Viacom and the US TV streaming service Hulu are parting ways, meaning hilarity such as The Daily Show with Jon Stewart will no longer be available on the site. The WSJ reported that they reached a “financial impasse”. Meanwhile,  Hulu has launched its own show.

Apple is currently making the rounds of movie studios after paying a similar visit to the music labels in discussions to be able to provide users with their media in the cloud. The upshot is that users would be able to access their iTunes products from anywhere at anytime on their mobile devices. Zeitgeist looks forward to seeing this in action.

Lastly, if you’re planning to watch the Academy Awards this Sunday night at home on television, you’ll be in the same position as one of the producers whose film has been nominated for Best Picture and is seen as a front-runner. On the last day to send out one’s vote for the Oscar ballot, Nicolas Chartier wrote an email asking for his friends to vote for “Hurt Locker” rather than a certain “$500 million film”. The Academy have responded by banning Mr. Chartier from attending Sunday’s ceremony. The LA Times reports, “Should the film win best picture, Chartier would be given his Oscar at a later date”. The insight is that backstabbing isn’t kosher, even in Hollywood.

UPDATE: Very interesting post from TechCrunch on the Hulu / Viacom split; “The economic incentive is too great for media properties to centralize their videos on their own sites. But to consumers, this recentralization looks more like fragmentation”.

TV Evolves Before Our Eyes

October 3, 2009 1 comment

From the October Zeitgeist…

TV Evolves Before Our Eyes

As Octavius once said of the Roman Empire, so now says the TV industry and the advertising that supports it: we expand or we die.

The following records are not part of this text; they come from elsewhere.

use std::collections::BTreeMap;

use formwork_core::Submission;

use crate::submission::decode;

/// HTTP method of the request being handled.
#[derive(Debug, Clone, Copy, PartialEq, Eq)]
pub enum Method {
    Get,
    Post,
}

/// Per-request inputs, passed explicitly instead of read from globals.
///
/// `session` is the caller's session store; it is read for the process
/// token and written when a new one is issued, and the caller persists it
/// between requests.
#[derive(Debug, Clone)]
pub struct RequestContext {
    pub method: Method,
    /// Decoded query string.
    pub query: Submission,
    /// Decoded request body; empty for GET.
    pub body: Submission,
    pub session: BTreeMap<String, String>,
}

impl RequestContext {
    /// A GET request for `query`.
    #[must_use]
    pub fn get(query: &str, session: BTreeMap<String, String>) -> Self {
        Self {
            method: Method::Get,
            query: decode(query),
            body: Submission::new(),
            session,
        }
    }

    /// A POST of the urlencoded `body` to a URL with `query`.
    #[must_use]
    pub fn post(query: &str, body: &str, session: BTreeMap<String, String>) -> Self {
        Self {
            method: Method::Post,
            query: decode(query),
            body: decode(body),
            session,
        }
    }

    /// Scalar body value.
    #[must_use]
    pub fn posted(&self, key: &str) -> Option<&str> {
        self.body.get(key).and_then(|v| v.as_text())
    }

    /// Scalar query value.
    #[must_use]
    pub fn queried(&self, key: &str) -> Option<&str> {
        self.query.get(key).and_then(|v| v.as_text())
    }
}
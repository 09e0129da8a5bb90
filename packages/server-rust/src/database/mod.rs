//! Forms backed by a database table.
//!
//! A [`DatabaseForm`] owns a [`Form`] built against the table's columns and
//! enum lookups, and turns parsed values into [`Mutation`]s for a
//! [`RecordStore`]. Setting an id column makes the form editable: a record
//! id arriving in the query (or posted back) selects the record to load,
//! update, or delete.

mod statement;
mod store;

pub use statement::{select, Assignment, Mutation, Statement};
pub use store::{MemoryStore, RecordStore, Row};

use std::collections::{BTreeMap, HashMap};

use formwork_core::escape::html_escape;
use formwork_core::{Choices, ColumnTable, Form, Submission};
use tracing::{debug, info};

use crate::config::{DatabaseConfig, HandlerConfig};
use crate::context::RequestContext;
use crate::error::ServerError;
use crate::session::ProcessToken;

/// Turns an enum lookup (description → stored index) into choices keyed by
/// index. A `None` index means "no choice" and is dropped.
pub fn invert_lookup<'a>(lookup: impl IntoIterator<Item = (&'a str, Option<i64>)>) -> Choices {
    let mut choices = Choices::new();
    for (description, index) in lookup {
        if let Some(index) = index {
            choices.insert(index, description);
        }
    }
    choices
}

/// A form whose records live in one table.
#[derive(Debug, Clone)]
pub struct DatabaseForm {
    form: Form,
    table: String,
    config: DatabaseConfig,
    record_id: Option<String>,
}

impl DatabaseForm {
    /// A form over `table`. `lookups` maps a column to its enum lookup,
    /// as for [`invert_lookup`].
    #[must_use]
    pub fn new(
        table: impl Into<String>,
        columns: ColumnTable,
        lookups: &HashMap<String, Vec<(String, Option<i64>)>>,
        config: DatabaseConfig,
    ) -> Self {
        let table = table.into();
        let name = config.name.clone().unwrap_or_else(|| table.clone());
        let mut form = Form::new(name)
            .with_action(config.action.clone())
            .with_method(config.method.clone())
            .with_divs(config.usedivs)
            .with_config(config.form.clone())
            .with_columns(columns);
        for (column, lookup) in lookups {
            form.add_choices(
                column.clone(),
                invert_lookup(lookup.iter().map(|(d, i)| (d.as_str(), *i))),
            );
        }
        Self {
            form,
            table,
            config,
            record_id: None,
        }
    }

    #[must_use]
    pub fn form(&self) -> &Form {
        &self.form
    }

    pub fn form_mut(&mut self) -> &mut Form {
        &mut self.form
    }

    #[must_use]
    pub fn table(&self) -> &str {
        &self.table
    }

    #[must_use]
    pub fn config(&self) -> &DatabaseConfig {
        &self.config
    }

    #[must_use]
    pub fn is_editable(&self) -> bool {
        self.config.idname.is_some()
    }

    /// Record selected by the last [`DatabaseForm::initialize`].
    #[must_use]
    pub fn record_id(&self) -> Option<&str> {
        self.record_id.as_deref()
    }

    /// Adds fields for the table's columns, skipping the id and timestamp
    /// columns. See [`Form::auto_add_fields`].
    ///
    /// # Errors
    ///
    /// Returns the first error from building a field.
    pub fn auto_add_fields(
        &mut self,
        include: Option<&[&str]>,
        omit: &[&str],
    ) -> Result<usize, ServerError> {
        let reserved = self.config.reserved_columns();
        Ok(self.form.auto_add_fields(include, omit, &reserved)?)
    }

    /// Picks up the record id of an editable form: from the query if
    /// present, otherwise from the posted body.
    pub fn initialize(&mut self, ctx: &RequestContext) {
        self.record_id = self.config.idname.as_deref().and_then(|idname| {
            ctx.queried(idname)
                .or_else(|| ctx.posted(idname))
                .map(str::trim)
                .filter(|id| !id.is_empty())
                .map(str::to_string)
        });
        debug!(table = %self.table, record = ?self.record_id, "initialized form");
    }

    fn id_column(&self) -> Result<&str, ServerError> {
        self.config
            .idname
            .as_deref()
            .ok_or_else(|| ServerError::NotEditable {
                table: self.table.clone(),
            })
    }

    /// Id of the record to change: the selected record, else the value of
    /// the id field.
    fn target_id(&self, operation: &'static str) -> Result<(String, String), ServerError> {
        let id_column = self.id_column()?;
        let id = self
            .record_id
            .clone()
            .or_else(|| self.form.field_text_value(id_column, None))
            .ok_or(ServerError::MissingRecordId { operation })?;
        Ok((id_column.to_string(), id))
    }

    /// Inserts the parsed values, stamping both timestamp columns.
    #[must_use]
    pub fn insert_mutation(&self) -> Mutation {
        let stamps = [&self.config.createdname, &self.config.modifiedname]
            .into_iter()
            .flatten()
            .cloned()
            .collect();
        Mutation::Insert {
            table: self.table.clone(),
            values: self.form.sql_assignments(None),
            stamps,
        }
    }

    /// Updates the target record, stamping the modified column.
    ///
    /// # Errors
    ///
    /// Fails if the form is not editable or no record is targeted.
    pub fn update_mutation(&self) -> Result<Mutation, ServerError> {
        let (id_column, id) = self.target_id("update")?;
        Ok(Mutation::Update {
            table: self.table.clone(),
            id_column,
            id,
            values: self.form.sql_assignments(None),
            stamps: self.config.modifiedname.iter().cloned().collect(),
        })
    }

    /// # Errors
    ///
    /// Fails if the form is not editable or no record is targeted.
    pub fn delete_mutation(&self) -> Result<Mutation, ServerError> {
        let (id_column, id) = self.target_id("delete")?;
        Ok(Mutation::Delete {
            table: self.table.clone(),
            id_column,
            id,
        })
    }

    /// `SELECT` of every field's column, for record `id` if given.
    ///
    /// # Errors
    ///
    /// Fails if `id` is given but the form has no id column.
    pub fn select_statement(&self, id: Option<&str>) -> Result<Statement, ServerError> {
        let fields = self.form.sql_fields(None);
        match id {
            Some(id) => Ok(select(&self.table, &fields, self.id_column()?, Some(id))),
            None => Ok(select(&self.table, &fields, "", None)),
        }
    }

    /// Stores a new record; returns its id.
    ///
    /// # Errors
    ///
    /// Returns [`ServerError::Store`] if the store fails.
    pub fn insert(&self, store: &mut dyn RecordStore) -> Result<Option<String>, ServerError> {
        let id = store
            .apply(&self.insert_mutation())
            .map_err(ServerError::Store)?;
        info!(table = %self.table, id = ?id, "inserted record");
        Ok(id)
    }

    /// Rewrites the target record; returns its id, or `None` if it is gone.
    ///
    /// # Errors
    ///
    /// Fails without a target record or if the store fails.
    pub fn update(&self, store: &mut dyn RecordStore) -> Result<Option<String>, ServerError> {
        let id = store
            .apply(&self.update_mutation()?)
            .map_err(ServerError::Store)?;
        info!(table = %self.table, id = ?id, "updated record");
        Ok(id)
    }

    /// Deletes the target record; returns its id, or `None` if it is gone.
    ///
    /// # Errors
    ///
    /// Fails without a target record or if the store fails.
    pub fn delete(&self, store: &mut dyn RecordStore) -> Result<Option<String>, ServerError> {
        let id = store
            .apply(&self.delete_mutation()?)
            .map_err(ServerError::Store)?;
        info!(table = %self.table, id = ?id, "deleted record");
        Ok(id)
    }

    /// Replaces the form's values with record `id`. Returns whether the
    /// record exists.
    ///
    /// # Errors
    ///
    /// Fails if the form is not editable or the store fails.
    pub fn load(&mut self, store: &dyn RecordStore, id: &str) -> Result<bool, ServerError> {
        let id_column = self.id_column()?.to_string();
        let Some(row) = store
            .fetch(&self.table, &id_column, id)
            .map_err(ServerError::Store)?
        else {
            return Ok(false);
        };
        let mut source = Submission::new();
        for (column, value) in &row {
            if let Some(text) = value.to_submitted_text() {
                source.insert(column.clone(), text);
            }
        }
        self.form.reset();
        let complete = self.form.parse_values(&source, false);
        debug!(table = %self.table, id, complete, "loaded record");
        Ok(true)
    }

    /// The form HTML with a freshly issued process token. A form showing a
    /// stored record gets update, revert and delete buttons and carries the
    /// record id.
    pub fn html_form(
        &self,
        session: &mut BTreeMap<String, String>,
        labels: &HandlerConfig,
    ) -> String {
        let token = ProcessToken::issue(session);
        let buttons = match (&self.config.idname, &self.record_id) {
            (Some(idname), Some(id)) => format!(
                "<input type=\"submit\" name=\"updateButton\" value=\"{update}\">&nbsp;&nbsp;\n      <input type=\"submit\" name=\"cancelButton\" value=\"{revert}\">&nbsp;&nbsp;\n      <input class=\"submit\" onclick=\"return confirm('Are you sure you want to delete this entry?')\" type=\"submit\" name=\"deleteButton\" value=\"{delete}\">\n      <input type=\"hidden\" id=\"{idname}\" name=\"{idname}\" value=\"{id}\">",
                update = html_escape(&labels.update_label),
                revert = html_escape(&labels.revert_label),
                delete = html_escape(&labels.delete_label),
                id = html_escape(id),
            ),
            _ => format!(
                "<input type=\"submit\" name=\"submitButton\" value=\"{}\">&nbsp;&nbsp;&nbsp;<input type=\"reset\" value=\"Reset Form\">",
                html_escape(&labels.submit_label)
            ),
        };
        self.form.html_form(token.as_str(), Some(&buttons))
    }
}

In the US, the once niche and piffling cable networks now command a much larger slice of the advertising pie, and in terms of quality, their output speaks volumes; Mad Men, The Sopranos, Sex and the City and Dexter; these same shows are rewarded at the annual gush‐fest that is the Emmy Awards in Los Angeles. In the UK, the BBC is defending attacks on its unique position in the marketplace as a Public Service Broadcaster. It’s licence fee revenues mean it is moving relatively easily through the recession compared to its moribund rivals. ITV is desperately trying to find someone crazy/stupid enough to take control of the network and Channel 4 is angling for a slice of the BBC’s licence fee to help support it’s own PSB commitments. Sky meanwhile, under the stewardship of heir apparent James Murdoch, is resilient. It is having little trouble courting advertisers as the little personal liquidity that exists is sunk into home comforts like HDTV.

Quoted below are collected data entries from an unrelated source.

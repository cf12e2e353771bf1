use super::read_paths::evict_aliases;
use super::{MODELS, Model};
use crate::cache::pattern::escape_glob;
use crate::cache::{CacheDelDirection, CacheScope};
use crate::core::types::record_str;
use crate::core::{MetaTable, Result};
use crate::meta::context::MetaContext;
use crate::storage::Filter;
use tracing::{Instrument, Level, event, info_span};

impl Model {
    /// Delete the model with everything it owns.
    ///
    /// There is no rollback. Each step only removes what is still present,
    /// so re-running after a failure finishes the job. With `force`,
    /// relations in other models that target this one are removed too.
    pub async fn delete(&self, ctx: &MetaContext, force: bool) -> Result<bool> {
        let span = info_span!(
            "meta.model.delete",
            model_id = %self.id,
            table_name = %self.table_name,
            force = force
        );

        async move {
            ctx.audit.delete_row_comments_by_model(ctx, &self.id).await?;

            let views = ctx.views.list_with_info_by_model(ctx, &self.id).await?;
            for view in &views {
                ctx.views.delete(ctx, &view.id).await?;
            }
            let view_list = ctx.cache.list_key(CacheScope::View, &[self.id.as_str()]);
            ctx.cache
                .deep_del(&view_list, CacheDelDirection::ParentToChild)
                .await?;
            event!(Level::DEBUG, views = views.len(), "views deleted");

            let columns = ctx.columns.list_by_model(ctx, &self.id).await?;
            for column in &columns {
                let Some(target) = column.kind.options_target() else {
                    continue;
                };
                ctx.store
                    .delete_where(
                        target.table,
                        &Filter::new().eq("fk_column_id", column.id.as_str()),
                    )
                    .await?;
                ctx.cache
                    .deep_del(
                        &ctx.cache.key(target.scope, &column.id),
                        CacheDelDirection::ChildToParent,
                    )
                    .await?;
                ctx.cache
                    .deep_del(
                        &ctx.cache.key(CacheScope::Column, &column.id),
                        CacheDelDirection::ChildToParent,
                    )
                    .await?;
            }

            if force {
                self.delete_inbound_relations(ctx).await?;
            }

            ctx.columns.clear_list_by_model(ctx, &self.id).await?;
            event!(Level::DEBUG, columns = columns.len(), "columns deleted");

            // If the store delete fails the cached lists already miss this
            // model while its row remains; re-running the delete reconciles them.
            ctx.cache
                .deep_del(
                    &Model::cache_key(ctx, &self.id),
                    CacheDelDirection::ChildToParent,
                )
                .await?;
            ctx.store.delete(MODELS, &self.id).await?;

            evict_aliases(
                ctx,
                &self.project_id,
                &[
                    self.id.as_str(),
                    self.title.as_str(),
                    self.table_name.as_str(),
                ],
            )
            .await?;

            event!(Level::DEBUG, "model deleted");
            Ok(true)
        }
        .instrument(span)
        .await
    }

    /// Remove relation rows of other models that point at this one
    async fn delete_inbound_relations(&self, ctx: &MetaContext) -> Result<()> {
        let inbound = Filter::new().eq("fk_related_model_id", self.id.as_str());
        let relations = ctx
            .store
            .list(MetaTable::ColRelations, &inbound, None)
            .await?;

        for relation in &relations {
            let Some(column_id) = record_str(relation, "fk_column_id") else {
                continue;
            };
            ctx.cache
                .deep_del(
                    &ctx.cache.key(CacheScope::ColRelation, column_id),
                    CacheDelDirection::ChildToParent,
                )
                .await?;

            // The owning model's column list goes with the column so it is
            // never served without it
            if let Some(column) = ctx.columns.get(ctx, column_id).await? {
                let list_key = ctx
                    .cache
                    .list_key(CacheScope::Column, &[column.fk_model_id.as_str()]);
                ctx.cache
                    .deep_del(&list_key, CacheDelDirection::ParentToChild)
                    .await?;
            }
            ctx.cache
                .deep_del(
                    &ctx.cache.key(CacheScope::Column, column_id),
                    CacheDelDirection::ChildToParent,
                )
                .await?;
        }

        let removed = ctx
            .store
            .delete_where(MetaTable::ColRelations, &inbound)
            .await?;
        event!(Level::DEBUG, removed = removed, "inbound relations deleted");
        Ok(())
    }

    /// Delete by id. Returns false when no such model exists.
    pub async fn delete_by_id(ctx: &MetaContext, model_id: &str, force: bool) -> Result<bool> {
        match Model::get(ctx, model_id).await? {
            Some(model) => model.delete(ctx, force).await,
            None => {
                // A previous run may have stopped after the row was gone
                ctx.cache
                    .del_all(
                        CacheScope::ModelAlias,
                        &format!("*:{}", escape_glob(model_id)),
                    )
                    .await?;
                Ok(false)
            }
        }
    }
}
pub mod datetime;

pub use datetime::coerce_datetime;

use serde::{Deserialize, Serialize};
use serde_json::Value;
use std::borrow::Cow;

/// Destination database family of a write
#[derive(Debug, Clone, Copy, PartialEq, Eq, Hash, Default, Serialize, Deserialize)]
pub enum Dialect {
    MySql,
    Sqlite,
    Postgres,
    MsSql,
    #[default]
    Other,
}

impl Dialect {
    /// Resolve a driver client name (`mysql2`, `pg`, `sqlite3`, ...)
    pub fn from_client(client: &str) -> Self {
        match client.trim().to_ascii_lowercase().as_str() {
            "mysql" | "mysql2" | "mariadb" => Dialect::MySql,
            "sqlite" | "sqlite3" | "better-sqlite3" => Dialect::Sqlite,
            "pg" | "postgres" | "postgresql" => Dialect::Postgres,
            "mssql" | "sqlserver" | "tedious" => Dialect::MsSql,
            _ => Dialect::Other,
        }
    }
}

/// A value ready for the physical write path
#[derive(Debug, Clone, PartialEq, Serialize, Deserialize)]
pub enum StoredValue {
    /// Bound as a plain parameter
    Value(Value),
    /// Raw SQL fragment with `?` placeholders and their bindings
    Raw { sql: String, bindings: Vec<Value> },
}

impl StoredValue {
    pub fn raw(sql: &str, bindings: Vec<Value>) -> Self {
        StoredValue::Raw {
            sql: sql.to_string(),
            bindings,
        }
    }

    /// The plain value, if this is not a raw expression
    pub fn as_value(&self) -> Option<&Value> {
        match self {
            StoredValue::Value(value) => Some(value),
            StoredValue::Raw { .. } => None,
        }
    }

    pub fn is_raw(&self) -> bool {
        matches!(self, StoredValue::Raw { .. })
    }
}

impl From<Value> for StoredValue {
    fn from(value: Value) -> Self {
        StoredValue::Value(value)
    }
}

/// Make a user-chosen physical column name safe to use as a query key.
///
/// Control characters are dropped and unescaped `?` runs are escaped so a
/// name can never be read as a binding placeholder.
pub fn sanitize_identifier(name: &str) -> Cow<'_, str> {
    if !name.chars().any(|c| c == '?' || c.is_control()) {
        return Cow::Borrowed(name);
    }

    let mut out = String::with_capacity(name.len() + 2);
    let mut prev: Option<char> = None;
    for c in name.chars() {
        if c.is_control() {
            continue;
        }
        if c == '?' && prev != Some('?') && prev != Some('\\') {
            out.push('\\');
        }
        out.push(c);
        prev = Some(c);
    }
    Cow::Owned(out)
}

The crowded and volatile marketplace in both countries has led to audience fragmentation, but some are convinced there is not yet saturation. Variety wrote recently about the US push to broadcast TV to devices over ad‐supported mobile DTV; creating a “world where travelers waiting in an airport lounge will watch golf live on their laptops, or homemakers who have to dash out… won’t miss the last 10 minutes of Oprah because they can catch the end… on their cell phones”. 70 TV stations will soon be making their broadcasts available to the country’s 270m mobiles, providing another way for advertisers to create more impressions and reach more eyeballs.

Last month, Culture secretary Ben Bradshaw announced the end to the ban of product placement on commercial TV. The ban was somewhat arbitrary since imported US and Euro shows flagrantly display their wares already. The FT believes benefits to broadcasters are “hazy…a lot of the [money] would simply be transfers from traditional spot advertising”; they also might be tightly regulated, discouraging use. Advertisers though are really more fearful of no one watching their product. DVR penetration continues: most people tend to fast‐forward the ads. US networks are now trying to blur the lines even more between entertainment and advert; American Idol now inserts auditions in the middle of ad breaks.

All this risks putting off the consumer, but Brand Republic notes that viewers think product placement will “add a sense of realism” to fictional fare. If done sensibly, that is.